预处理的样品加入细胞裂解液后，所有操作应尽量柔和，避免振荡、搅拌等剧烈机械力对DNA片段的损伤。

三、未提出质粒或质粒得率较低，如何解决？ 1．大肠杆菌老化

请涂布平板培养后，重新桃选新菌落进行液体培养。 2．质粒拷贝数低

由于使用低拷贝数载体引起的质粒DNA提取量低，可更换具有相同功能的高拷贝数载体。 3．菌体中无质粒

有些质粒本身不能在某些菌种中稳定存在，经多次转接后有可能造成质粒丢失。例如，柯斯质粒在大肠杆菌中长期保存不稳定，因此不要频繁转接，每次接种时应接种单菌落。另外，粒查筛选用抗生素使用浓度是否正确。 4．碱裂解不充分

使用过多菌体培养液，会导致菌体裂解不充分，可减少菌体用量或增加溶液P1、P2和P3的用量，对低拷贝数质粒，提取时可加大菌体用量并加倍使用溶液P1、P2和P3，可以有助于增加质粒提取量和提高质粒质量。 5．溶液使用不当

溶液P2、P3在温度较低时可能出现浑浊，应置于37C保温片刻直至溶解为清亮的溶液，才能使用。 6．吸附柱过载

不同产品中吸附能力不同，如果需要提取的质粒量很大，请分多次提取。若用富集培养基，例如TB或2*YT，菌液体积必须减少；若质粒是非常的拷贝数或宿主菌具有很高的生长率，则需减少LB培养液体积。 7．质粒未全部溶解（尤其质粒较大时）

洗脱溶解质粒时，可适当加温或延长溶解时间。 8．乙醇残留

漂洗液洗涤后应离心尽量去除残留液体，再加入洗脱缓冲液。 9．洗脱液加入位置不正确

洗脱液应中在硅胶膜中心部位以确保洗脱液会完全覆盖硅胶膜的表面达到最大洗脱效率。 10．洗脱液不合适

DNA只在低盐溶液中才能被洗脱，如洗脱缓冲液EB（10Mm Tris-HCI,1Mm EDTA ,PH8.5）或水。洗脱效率还取决于PH值，最大洗脱效率在pH 7.0-8.5间。当用水洗脱时确保其pH值在此范围内，如果pH过低可能导致洗脱量低。洗脱时将灭菌蒸馏水或洗脱缓冲液加热至60℃后使用，有利于提高洗脱效率。 11．洗脱体积太小

洗脱体积对回收率有一定影响，随着洗脱体积的增大回收率增高，但产品浓度降低。为了得到较高的回收率可以增大洗脱体积。 12．洗脱时间过短

洗脱时间对回收率也会有一定影响。洗脱时放置1分钟可达到较好的效果。 四、用自动荧光测序没有结果，如何解决？
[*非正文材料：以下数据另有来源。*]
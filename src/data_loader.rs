use std::collections::BTreeMap;
use std::io::BufReader;
use std::path::{Path, PathBuf};

use exif::{In, Tag, Value};
use glob::glob;
use image::ImageReader;
use indicatif::ParallelProgressIterator;
use log::{debug, info, trace};
use rayon::prelude::*;

use crate::appearance::AppearanceEncoder;
use crate::detected_points::{BBox, Detection, ImageDetections, NormalizedBox, parse_label_lines};
use crate::error::Result;
use crate::geodesy::dms_to_degrees;
use crate::types::Geodetic;

fn img_filter(rp: glob::GlobResult) -> Option<PathBuf> {
    if let Ok(p) = rp {
        let lower = p.as_os_str().to_string_lossy().to_lowercase();
        for ext in &[".png", ".jpg", ".jpeg"] {
            if lower.ends_with(ext) {
                return Some(p);
            }
        }
    }
    None
}

fn file_stem(path: &Path) -> String {
    path.file_stem()
        .map(|s| s.to_string_lossy().into_owned())
        .unwrap_or_default()
}

fn file_name(path: &Path) -> String {
    path.file_name()
        .map(|s| s.to_string_lossy().into_owned())
        .unwrap_or_default()
}

/// Image files directly under `dir`, sorted by path.
pub fn image_paths(dir: &Path) -> Result<Vec<PathBuf>> {
    let pattern = dir.join("*");
    let mut paths: Vec<PathBuf> = glob(&pattern.to_string_lossy())?
        .filter_map(img_filter)
        .collect();
    paths.sort();
    Ok(paths)
}

/// Reads a label file. A missing file means the detector found nothing.
pub fn read_labels(path: &Path) -> Result<Vec<NormalizedBox>> {
    if !path.exists() {
        trace!("no label file {:?}", path);
        return Ok(Vec::new());
    }
    parse_label_lines(&std::fs::read_to_string(path)?, path)
}

/// Label file of an image: `<labels_dir>/<image stem>.txt`.
pub fn label_path(labels_dir: &Path, image_name: &str) -> PathBuf {
    labels_dir.join(format!("{}.txt", file_stem(Path::new(image_name))))
}

/// All `*.txt` label files under `dir`, keyed by file stem.
pub fn load_label_dir(dir: &Path) -> Result<BTreeMap<String, Vec<NormalizedBox>>> {
    let pattern = dir.join("*.txt");
    let mut labels = BTreeMap::new();
    for path in glob(&pattern.to_string_lossy())?.filter_map(|p| p.ok()) {
        labels.insert(file_stem(&path), read_labels(&path)?);
    }
    debug!("{} label files in {:?}", labels.len(), dir);
    Ok(labels)
}

/// Loads every image under `images_dir`, keeps its `target_class` labels
/// from `detections_dir` and encodes each box with `encoder`.
///
/// Images are decoded and encoded in parallel; the output keeps the sorted
/// path order so downstream tracking is deterministic.
pub fn load_image_detections(
    images_dir: &Path,
    detections_dir: &Path,
    encoder: &dyn AppearanceEncoder,
    target_class: u32,
) -> Result<Vec<ImageDetections>> {
    let paths = image_paths(images_dir)?;
    let images: Vec<ImageDetections> = paths
        .par_iter()
        .progress_count(paths.len() as u64)
        .map(|path| -> Result<ImageDetections> {
            trace!("loading {:?}", path);
            let name = file_name(path);
            let img = ImageReader::open(path)?.decode()?;
            let (w, h) = (img.width(), img.height());
            let detections = read_labels(&label_path(detections_dir, &name))?
                .into_iter()
                .filter(|label| label.class_id == target_class)
                .map(|label| {
                    let bbox = BBox::from_normalized(&label, w as f64, h as f64);
                    Detection {
                        bbox,
                        class_id: label.class_id,
                        feature: encoder.encode(&img, &bbox),
                    }
                })
                .collect();
            Ok(ImageDetections {
                name,
                width: w,
                height: h,
                detections,
            })
        })
        .collect::<Result<_>>()?;
    info!(
        "loaded {} images with {} target detections",
        images.len(),
        images.iter().map(|i| i.detections.len()).sum::<usize>()
    );
    Ok(images)
}

fn rational_triplet(value: &Value) -> Option<[f64; 3]> {
    match value {
        Value::Rational(v) if v.len() >= 3 => Some([v[0].to_f64(), v[1].to_f64(), v[2].to_f64()]),
        _ => None,
    }
}

fn ascii_letter(value: &Value) -> Option<char> {
    match value {
        Value::Ascii(v) => v.first().and_then(|s| s.first()).map(|b| *b as char),
        _ => None,
    }
}

/// GPS position stored in the EXIF block of an image, if there is one.
pub fn read_geotag(path: &Path) -> Result<Option<Geodetic>> {
    let file = std::fs::File::open(path)?;
    let mut reader = BufReader::new(file);
    let exif = match exif::Reader::new().read_from_container(&mut reader) {
        Ok(exif) => exif,
        Err(exif::Error::NotFound(_)) => return Ok(None),
        Err(e) => return Err(e.into()),
    };
    let field = |tag: Tag| exif.get_field(tag, In::PRIMARY).map(|f| &f.value);

    let (Some(lat), Some(lon)) = (
        field(Tag::GPSLatitude).and_then(rational_triplet),
        field(Tag::GPSLongitude).and_then(rational_triplet),
    ) else {
        return Ok(None);
    };
    let lat_ref = field(Tag::GPSLatitudeRef).and_then(ascii_letter).unwrap_or('N');
    let lon_ref = field(Tag::GPSLongitudeRef).and_then(ascii_letter).unwrap_or('E');
    let mut altitude = match field(Tag::GPSAltitude) {
        Some(Value::Rational(v)) if !v.is_empty() => v[0].to_f64(),
        _ => 0.0,
    };
    if let Some(Value::Byte(v)) = field(Tag::GPSAltitudeRef) {
        if v.first() == Some(&1) {
            altitude = -altitude;
        }
    }
    Ok(Some(Geodetic::new(
        dms_to_degrees(lat[0], lat[1], lat[2], lat_ref),
        dms_to_degrees(lon[0], lon[1], lon[2], lon_ref),
        altitude,
    )))
}

/// Geotags of every image under `images_dir`, keyed by file name.
/// Images without GPS data are skipped.
pub fn load_geotags(images_dir: &Path) -> Result<BTreeMap<String, Geodetic>> {
    let mut geotags = BTreeMap::new();
    for path in image_paths(images_dir)? {
        match read_geotag(&path)? {
            Some(g) => {
                geotags.insert(file_name(&path), g);
            }
            None => debug!("{:?} has no GPS tags, skipped for registration", path),
        }
    }
    info!("{} geotagged images in {:?}", geotags.len(), images_dir);
    Ok(geotags)
}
测序反应体系中DNA的量加得不够，提取的质粒要经过琼脂糖凝胶电泳定量。要使用新鲜的LB培养基和新活化的菌株摇菌。 五、质粒纯度不高，如何解决？ 1．混有蛋白

不要使用过多菌体，经溶液P1、P2、P3处理，离心后溶液应为澄清的，如果还混有微小蛋白悬浮物可再次离心去除后再进行下一步骤。